CLI commands walk parent directories until they find a loom.yaml, so you can run them from any subdirectory.

threads/

One YAML file per model. The filename is conventionally lowercase-hyphenated:

threads/
├── customer.yaml
├── invoice.yaml
└── invoice-item.yaml

Filenames don't influence anything semantically — Loom reads the model: field inside each file. Naming files after their model just makes them easy to find.

custom/

Empty until you eject something. After loom eject Customer, this is what you see:

custom/
├── models/customer.go
├── handlers/customer.go
├── handlers/customer_test.go
└── routes/customer.go

Files moved here have their "Generated by Loom" header stripped — they're yours now.
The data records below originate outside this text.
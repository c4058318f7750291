use std::collections::HashMap;
use std::fmt;

/// Semantic type of an expression or symbol. Primitives compare equal by kind
/// tag, structural types by shape, and nominal types (Struct, Class, Enum,
/// Trait) by name alone; their bodies live in the symbol table's registry.
/// `TypeVar` compares by identity; the checker owns the resolution mapping.
#[derive(Debug, Clone, PartialEq, Eq, Hash)]
pub enum Type {
    Void,
    Bool,
    I8,
    I16,
    I32,
    I64,
    U8,
    U16,
    U32,
    U64,
    F32,
    F64,
    Char,
    Str,
    Array {
        element: Box<Type>,
        size: Option<usize>,
    },
    List(Box<Type>),
    Dict {
        key: Box<Type>,
        value: Box<Type>,
    },
    Tuple(Vec<Type>),
    Function {
        params: Vec<Type>,
        ret: Box<Type>,
        is_async: bool,
    },
    Reference {
        inner: Box<Type>,
        mutable: bool,
    },
    Optional(Box<Type>),
    Result {
        ok: Box<Type>,
        err: Box<Type>,
    },
    Struct(String),
    Class(String),
    Enum(String),
    Trait(String),
    Generic(String),
    TypeVar(usize),
    Never,
    Unknown,
}

impl Type {
    pub fn function(params: Vec<Type>, ret: Type) -> Type {
        Type::Function {
            params,
            ret: Box::new(ret),
            is_async: false,
        }
    }

    pub fn list(element: Type) -> Type {
        Type::List(Box::new(element))
    }

    pub fn is_integer(&self) -> bool {
        matches!(
            self,
            Type::I8
                | Type::I16
                | Type::I32
                | Type::I64
                | Type::U8
                | Type::U16
                | Type::U32
                | Type::U64
        )
    }

    pub fn is_float(&self) -> bool {
        matches!(self, Type::F32 | Type::F64)
    }

    pub fn is_numeric(&self) -> bool {
        self.is_integer() || self.is_float()
    }

    pub fn is_primitive(&self) -> bool {
        matches!(
            self,
            Type::Void | Type::Bool | Type::Char | Type::Str | Type::F32 | Type::F64
        ) || self.is_integer()
    }

    pub fn name(&self) -> Option<&str> {
        match self {
            Type::Struct(name) | Type::Class(name) | Type::Enum(name) | Type::Trait(name) => {
                Some(name)
            }
            _ => None,
        }
    }
}

impl fmt::Display for Type {
    fn fmt(&self, f: &mut fmt::Formatter<'_>) -> fmt::Result {
        match self {
            Type::Void => write!(f, "void"),
            Type::Bool => write!(f, "bool"),
            Type::I8 => write!(f, "i8"),
            Type::I16 => write!(f, "i16"),
            Type::I32 => write!(f, "i32"),
            Type::I64 => write!(f, "i64"),
            Type::U8 => write!(f, "u8"),
            Type::U16 => write!(f, "u16"),
            Type::U32 => write!(f, "u32"),
            Type::U64 => write!(f, "u64"),
            Type::F32 => write!(f, "f32"),
            Type::F64 => write!(f, "f64"),
            Type::Char => write!(f, "char"),
            Type::Str => write!(f, "str"),
            Type::Array { element, size } => match size {
                Some(size) => write!(f, "[{element}; {size}]"),
                None => write!(f, "[{element}]"),
            },
            Type::List(element) => write!(f, "List[{element}]"),
            Type::Dict { key, value } => write!(f, "Dict[{key}, {value}]"),
            Type::Tuple(elements) => {
                write!(f, "(")?;
                for (index, element) in elements.iter().enumerate() {
                    if index > 0 {
                        write!(f, ", ")?;
                    }
                    write!(f, "{element}")?;
                }
                write!(f, ")")
            }
            Type::Function {
                params,
                ret,
                is_async,
            } => {
                if *is_async {
                    write!(f, "async ")?;
                }
                write!(f, "fn(")?;
                for (index, param) in params.iter().enumerate() {
                    if index > 0 {
                        write!(f, ", ")?;
                    }
                    write!(f, "{param}")?;
                }
                write!(f, ") -> {ret}")
            }
            Type::Reference { inner, mutable } => {
                if *mutable {
                    write!(f, "&mut {inner}")
                } else {
                    write!(f, "&{inner}")
                }
            }
            Type::Optional(inner) => write!(f, "{inner}?"),
            Type::Result { ok, err } => write!(f, "Result[{ok}, {err}]"),
            Type::Struct(name)
            | Type::Class(name)
            | Type::Enum(name)
            | Type::Trait(name)
            | Type::Generic(name) => write!(f, "{name}"),
            Type::TypeVar(id) => write!(f, "T{id}"),
            Type::Never => write!(f, "!"),
            Type::Unknown => write!(f, "Unknown"),
        }
    }
}

/// Directional compatibility: may a value of `from` be used where `to` is
/// expected? Integer widening is unconditionally permitted between integer
/// kinds; a mutable reference target requires exact equality of the referent.
pub fn is_assignable(from: &Type, to: &Type) -> bool {
    if from == to {
        return true;
    }
    if matches!(from, Type::Never) {
        return true;
    }
    // Unknown marks an earlier error; it is compatible in both directions so
    // one mistake does not cascade.
    if matches!(from, Type::Unknown) || matches!(to, Type::Unknown) {
        return true;
    }
    if from.is_integer() && to.is_integer() {
        return true;
    }
    if from.is_integer() && to.is_float() {
        return true;
    }
    if let Type::Optional(inner) = to {
        return is_assignable(from, inner);
    }
    if let Type::Reference { inner, mutable } = to {
        if *mutable {
            return from == inner.as_ref();
        }
        return is_assignable(from, inner);
    }
    false
}

/// Common type of two operands in mixed arithmetic and collection
/// homogenization: f64 dominates, any other float pairing gives f32, two
/// integers give i64, anything else is Unknown.
pub fn common_type(a: &Type, b: &Type) -> Type {
    if a == b {
        return a.clone();
    }
    if a.is_float() || b.is_float() {
        if matches!(a, Type::F64) || matches!(b, Type::F64) {
            return Type::F64;
        }
        return Type::F32;
    }
    if a.is_integer() && b.is_integer() {
        return Type::I64;
    }
    Type::Unknown
}

/// Replaces `Generic` nodes with concrete types throughout a composite type.
pub fn substitute(ty: &Type, substitutions: &HashMap<String, Type>) -> Type {
    match ty {
        Type::Generic(name) => substitutions.get(name).cloned().unwrap_or_else(|| ty.clone()),
        Type::Array { element, size } => Type::Array {
            element: Box::new(substitute(element, substitutions)),
            size: *size,
        },
        Type::List(element) => Type::List(Box::new(substitute(element, substitutions))),
        Type::Dict { key, value } => Type::Dict {
            key: Box::new(substitute(key, substitutions)),
            value: Box::new(substitute(value, substitutions)),
        },
        Type::Tuple(elements) => Type::Tuple(
            elements
                .iter()
                .map(|element| substitute(element, substitutions))
                .collect(),
        ),
        Type::Function {
            params,
            ret,
            is_async,
        } => Type::Function {
            params: params
                .iter()
                .map(|param| substitute(param, substitutions))
                .collect(),
            ret: Box::new(substitute(ret, substitutions)),
            is_async: *is_async,
        },
        Type::Reference { inner, mutable } => Type::Reference {
            inner: Box::new(substitute(inner, substitutions)),
            mutable: *mutable,
        },
        Type::Optional(inner) => Type::Optional(Box::new(substitute(inner, substitutions))),
        Type::Result { ok, err } => Type::Result {
            ok: Box::new(substitute(ok, substitutions)),
            err: Box::new(substitute(err, substitutions)),
        },
        other => other.clone(),
    }
}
You're responsible for keeping them in sync with the Thread definition (Loom won't regenerate over them; that's the point).

.loom/

Re-creatable artefacts. Each weaver writes into its own subdirectory:

.loom/
├── sql/                        loom stitch consumes this
├── go/{models,handlers,routes}/    loom serve does NOT consume; reference
├── svelte/src/routes/<table>/  for users running a SvelteKit frontend
├── htmx/                       for users serving HTMX partials
├── pending-reports/            staging for loom sync
└── posted-reports/             archive of synced reports

Treat .loom/sql/, .loom/go/, .loom/svelte/, .loom/htmx/ like build output — gitignored, regenerated. Treat .loom/pending-reports/ and .loom/posted-reports/ as the build log — keep them in version control.

What's not in the project

  • Loom itself. The CLI is a global binary, installed once per machine.
  • Database. Connection comes from DATABASE_URL; no local file like dev.db.
  • Frontend tooling. If you run the SvelteKit output, you set up package.json / pnpm separately under .loom/svelte/.

This separation keeps your repo small. The biggest thing in a typical project is threads/ — pure YAML, never more than a few KB per model.